*** Supplied data Section Begins ***
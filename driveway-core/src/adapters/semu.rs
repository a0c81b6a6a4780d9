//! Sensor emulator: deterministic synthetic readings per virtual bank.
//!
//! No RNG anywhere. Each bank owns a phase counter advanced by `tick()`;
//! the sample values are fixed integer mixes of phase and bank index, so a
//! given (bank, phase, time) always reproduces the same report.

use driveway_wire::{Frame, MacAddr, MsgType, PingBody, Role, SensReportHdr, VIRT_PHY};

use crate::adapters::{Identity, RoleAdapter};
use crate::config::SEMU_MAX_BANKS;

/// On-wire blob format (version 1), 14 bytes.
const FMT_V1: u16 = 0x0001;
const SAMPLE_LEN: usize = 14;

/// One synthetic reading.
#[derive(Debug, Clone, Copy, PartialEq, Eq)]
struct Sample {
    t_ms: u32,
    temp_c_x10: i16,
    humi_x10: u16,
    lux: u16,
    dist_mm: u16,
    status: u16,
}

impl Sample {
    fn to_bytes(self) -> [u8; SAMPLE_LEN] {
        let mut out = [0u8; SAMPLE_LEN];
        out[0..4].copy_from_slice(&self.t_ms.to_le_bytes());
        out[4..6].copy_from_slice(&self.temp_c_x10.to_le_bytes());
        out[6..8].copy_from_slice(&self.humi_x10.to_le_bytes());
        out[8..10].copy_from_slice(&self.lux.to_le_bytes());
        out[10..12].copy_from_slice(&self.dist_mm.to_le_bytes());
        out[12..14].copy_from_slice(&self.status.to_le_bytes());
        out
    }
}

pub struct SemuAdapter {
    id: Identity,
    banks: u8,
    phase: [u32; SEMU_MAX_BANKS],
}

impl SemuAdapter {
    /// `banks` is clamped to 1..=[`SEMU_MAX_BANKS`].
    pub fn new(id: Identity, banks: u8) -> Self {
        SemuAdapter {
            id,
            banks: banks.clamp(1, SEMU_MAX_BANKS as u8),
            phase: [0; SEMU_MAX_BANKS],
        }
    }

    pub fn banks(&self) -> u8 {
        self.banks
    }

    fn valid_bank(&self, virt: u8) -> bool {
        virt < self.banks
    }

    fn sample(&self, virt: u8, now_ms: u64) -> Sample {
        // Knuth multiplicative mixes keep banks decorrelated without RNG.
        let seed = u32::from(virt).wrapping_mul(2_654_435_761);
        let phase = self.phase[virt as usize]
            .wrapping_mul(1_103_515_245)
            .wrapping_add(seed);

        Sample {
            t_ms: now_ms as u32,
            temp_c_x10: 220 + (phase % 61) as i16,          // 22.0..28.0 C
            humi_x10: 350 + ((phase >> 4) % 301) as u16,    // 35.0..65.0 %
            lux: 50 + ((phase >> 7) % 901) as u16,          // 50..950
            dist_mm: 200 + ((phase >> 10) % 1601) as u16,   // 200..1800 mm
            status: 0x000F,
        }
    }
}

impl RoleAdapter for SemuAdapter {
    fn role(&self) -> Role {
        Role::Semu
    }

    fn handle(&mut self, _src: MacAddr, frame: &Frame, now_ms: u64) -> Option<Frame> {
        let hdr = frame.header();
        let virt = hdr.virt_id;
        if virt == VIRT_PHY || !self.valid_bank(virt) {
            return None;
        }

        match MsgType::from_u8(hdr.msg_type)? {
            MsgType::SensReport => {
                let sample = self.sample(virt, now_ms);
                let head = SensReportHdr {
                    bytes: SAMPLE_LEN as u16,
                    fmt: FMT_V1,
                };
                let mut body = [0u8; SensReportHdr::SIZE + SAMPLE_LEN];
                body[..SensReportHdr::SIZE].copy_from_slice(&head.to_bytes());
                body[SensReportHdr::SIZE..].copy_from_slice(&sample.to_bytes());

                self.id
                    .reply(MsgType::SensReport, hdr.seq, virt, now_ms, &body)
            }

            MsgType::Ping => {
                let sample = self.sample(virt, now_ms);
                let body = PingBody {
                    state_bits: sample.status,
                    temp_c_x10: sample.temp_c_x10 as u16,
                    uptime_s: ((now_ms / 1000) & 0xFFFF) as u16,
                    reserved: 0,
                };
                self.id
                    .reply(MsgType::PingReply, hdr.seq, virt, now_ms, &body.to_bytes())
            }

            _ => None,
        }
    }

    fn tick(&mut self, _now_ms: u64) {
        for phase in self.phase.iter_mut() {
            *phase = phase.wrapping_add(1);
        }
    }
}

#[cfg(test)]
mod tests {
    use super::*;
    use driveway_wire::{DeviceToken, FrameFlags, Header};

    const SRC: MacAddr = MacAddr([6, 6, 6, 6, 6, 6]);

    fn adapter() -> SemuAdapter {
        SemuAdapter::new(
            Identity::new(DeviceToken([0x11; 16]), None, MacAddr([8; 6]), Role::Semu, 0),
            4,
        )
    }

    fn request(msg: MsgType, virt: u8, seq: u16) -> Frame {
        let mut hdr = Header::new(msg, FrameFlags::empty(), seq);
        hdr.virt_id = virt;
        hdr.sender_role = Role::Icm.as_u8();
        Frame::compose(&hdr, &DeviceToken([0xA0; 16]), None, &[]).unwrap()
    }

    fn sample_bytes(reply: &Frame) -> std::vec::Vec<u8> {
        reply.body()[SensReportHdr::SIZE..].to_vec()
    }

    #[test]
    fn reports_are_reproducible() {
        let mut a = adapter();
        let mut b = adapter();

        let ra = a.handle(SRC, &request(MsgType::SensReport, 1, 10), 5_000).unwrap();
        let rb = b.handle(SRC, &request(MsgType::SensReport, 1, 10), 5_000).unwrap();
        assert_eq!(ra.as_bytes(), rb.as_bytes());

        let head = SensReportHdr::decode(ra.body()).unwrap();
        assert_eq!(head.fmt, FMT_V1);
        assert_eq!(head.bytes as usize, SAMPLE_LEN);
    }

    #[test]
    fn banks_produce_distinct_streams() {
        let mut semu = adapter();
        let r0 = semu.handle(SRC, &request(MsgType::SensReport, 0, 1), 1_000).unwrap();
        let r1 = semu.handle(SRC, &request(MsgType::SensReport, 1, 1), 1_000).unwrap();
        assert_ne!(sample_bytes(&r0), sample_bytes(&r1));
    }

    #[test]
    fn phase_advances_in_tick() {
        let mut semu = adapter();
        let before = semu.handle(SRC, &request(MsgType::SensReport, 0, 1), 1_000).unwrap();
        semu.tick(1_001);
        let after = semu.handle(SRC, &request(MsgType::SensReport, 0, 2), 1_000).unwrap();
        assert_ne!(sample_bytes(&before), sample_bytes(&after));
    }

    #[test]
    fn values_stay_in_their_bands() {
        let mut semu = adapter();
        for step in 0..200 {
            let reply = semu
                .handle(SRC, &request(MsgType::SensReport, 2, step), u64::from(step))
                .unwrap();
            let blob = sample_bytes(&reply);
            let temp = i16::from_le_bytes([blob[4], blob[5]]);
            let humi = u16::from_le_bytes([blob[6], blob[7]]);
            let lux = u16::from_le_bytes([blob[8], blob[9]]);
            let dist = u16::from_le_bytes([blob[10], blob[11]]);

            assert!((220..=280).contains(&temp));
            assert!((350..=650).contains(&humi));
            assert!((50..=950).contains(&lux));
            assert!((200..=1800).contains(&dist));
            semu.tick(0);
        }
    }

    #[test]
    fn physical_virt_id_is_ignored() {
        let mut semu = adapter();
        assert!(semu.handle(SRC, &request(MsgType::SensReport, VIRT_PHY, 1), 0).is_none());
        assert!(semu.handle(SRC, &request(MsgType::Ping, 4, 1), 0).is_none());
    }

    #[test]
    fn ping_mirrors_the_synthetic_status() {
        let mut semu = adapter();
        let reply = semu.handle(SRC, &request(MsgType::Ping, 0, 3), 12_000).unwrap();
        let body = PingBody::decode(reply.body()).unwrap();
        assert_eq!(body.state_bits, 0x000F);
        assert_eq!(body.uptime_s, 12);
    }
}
*** Supplied data Section Ends ***
*** Supplied data Section Begins ***
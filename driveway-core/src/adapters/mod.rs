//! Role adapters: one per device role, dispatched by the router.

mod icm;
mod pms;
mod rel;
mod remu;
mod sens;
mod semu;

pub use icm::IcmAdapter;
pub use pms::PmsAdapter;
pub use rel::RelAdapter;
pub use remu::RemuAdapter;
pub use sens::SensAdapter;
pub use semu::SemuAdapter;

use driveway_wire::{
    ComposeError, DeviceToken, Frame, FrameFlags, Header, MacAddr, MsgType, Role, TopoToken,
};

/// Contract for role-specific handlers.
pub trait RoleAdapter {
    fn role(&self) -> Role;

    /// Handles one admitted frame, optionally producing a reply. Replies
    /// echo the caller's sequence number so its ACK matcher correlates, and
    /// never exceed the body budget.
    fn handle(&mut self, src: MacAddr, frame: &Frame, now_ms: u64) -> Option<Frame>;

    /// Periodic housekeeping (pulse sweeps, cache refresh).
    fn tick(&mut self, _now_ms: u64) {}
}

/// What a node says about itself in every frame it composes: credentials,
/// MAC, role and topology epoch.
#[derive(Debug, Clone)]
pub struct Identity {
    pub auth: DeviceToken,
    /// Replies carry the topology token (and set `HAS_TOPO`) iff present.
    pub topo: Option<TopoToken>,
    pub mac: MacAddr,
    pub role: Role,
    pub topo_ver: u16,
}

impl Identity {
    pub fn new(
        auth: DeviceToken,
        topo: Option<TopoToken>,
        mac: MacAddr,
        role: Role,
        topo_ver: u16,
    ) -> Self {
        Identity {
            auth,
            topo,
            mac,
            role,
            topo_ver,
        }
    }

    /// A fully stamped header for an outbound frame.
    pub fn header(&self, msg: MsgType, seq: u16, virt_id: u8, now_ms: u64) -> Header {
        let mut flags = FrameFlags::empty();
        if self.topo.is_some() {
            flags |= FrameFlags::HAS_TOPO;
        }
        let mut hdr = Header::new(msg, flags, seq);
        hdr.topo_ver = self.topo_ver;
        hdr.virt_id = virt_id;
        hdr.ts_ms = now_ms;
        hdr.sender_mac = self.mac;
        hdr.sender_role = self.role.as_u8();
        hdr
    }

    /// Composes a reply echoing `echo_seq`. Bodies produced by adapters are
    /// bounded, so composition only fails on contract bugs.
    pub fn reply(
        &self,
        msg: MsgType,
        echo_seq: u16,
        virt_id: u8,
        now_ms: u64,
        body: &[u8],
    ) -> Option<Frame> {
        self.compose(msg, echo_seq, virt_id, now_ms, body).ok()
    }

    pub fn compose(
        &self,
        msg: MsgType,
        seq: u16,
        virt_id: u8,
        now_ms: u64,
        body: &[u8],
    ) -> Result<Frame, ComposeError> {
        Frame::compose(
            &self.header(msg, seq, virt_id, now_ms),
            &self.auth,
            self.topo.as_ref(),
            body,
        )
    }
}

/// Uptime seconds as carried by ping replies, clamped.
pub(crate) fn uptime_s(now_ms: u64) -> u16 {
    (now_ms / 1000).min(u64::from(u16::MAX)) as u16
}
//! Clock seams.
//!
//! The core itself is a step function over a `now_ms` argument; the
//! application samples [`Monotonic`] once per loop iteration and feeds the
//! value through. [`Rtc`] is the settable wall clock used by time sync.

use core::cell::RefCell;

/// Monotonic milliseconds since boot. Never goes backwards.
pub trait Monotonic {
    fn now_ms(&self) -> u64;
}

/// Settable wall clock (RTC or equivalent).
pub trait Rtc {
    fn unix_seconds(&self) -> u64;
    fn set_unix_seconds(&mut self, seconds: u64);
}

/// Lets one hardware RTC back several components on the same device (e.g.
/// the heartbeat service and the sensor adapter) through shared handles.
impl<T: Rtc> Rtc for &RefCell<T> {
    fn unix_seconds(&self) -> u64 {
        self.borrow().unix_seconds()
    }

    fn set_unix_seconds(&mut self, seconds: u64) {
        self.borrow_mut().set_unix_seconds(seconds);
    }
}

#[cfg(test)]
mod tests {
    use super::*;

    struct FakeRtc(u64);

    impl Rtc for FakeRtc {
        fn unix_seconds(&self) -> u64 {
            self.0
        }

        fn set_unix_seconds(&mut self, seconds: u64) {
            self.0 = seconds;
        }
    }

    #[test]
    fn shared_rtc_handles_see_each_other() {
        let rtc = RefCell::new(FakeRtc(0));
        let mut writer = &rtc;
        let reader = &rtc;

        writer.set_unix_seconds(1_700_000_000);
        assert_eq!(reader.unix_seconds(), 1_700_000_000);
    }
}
*** Supplied data Section Ends ***
_Task description:_
Take the lines above from the one containing "pub trait Monotonic" to the one containing "impl<T: Rtc> Rtc" and retype them exactly, both ends included, with nothing added.

_Response to the task:_
pub trait Monotonic {
    fn now_ms(&self) -> u64;
}

/// Settable wall clock (RTC or equivalent).
pub trait Rtc {
    fn unix_seconds(&self) -> u64;
    fn set_unix_seconds(&mut self, seconds: u64);
}

/// Lets one hardware RTC back several components on the same device (e.g.
/// the heartbeat service and the sensor adapter) through shared handles.
impl<T: Rtc> Rtc for &RefCell<T> {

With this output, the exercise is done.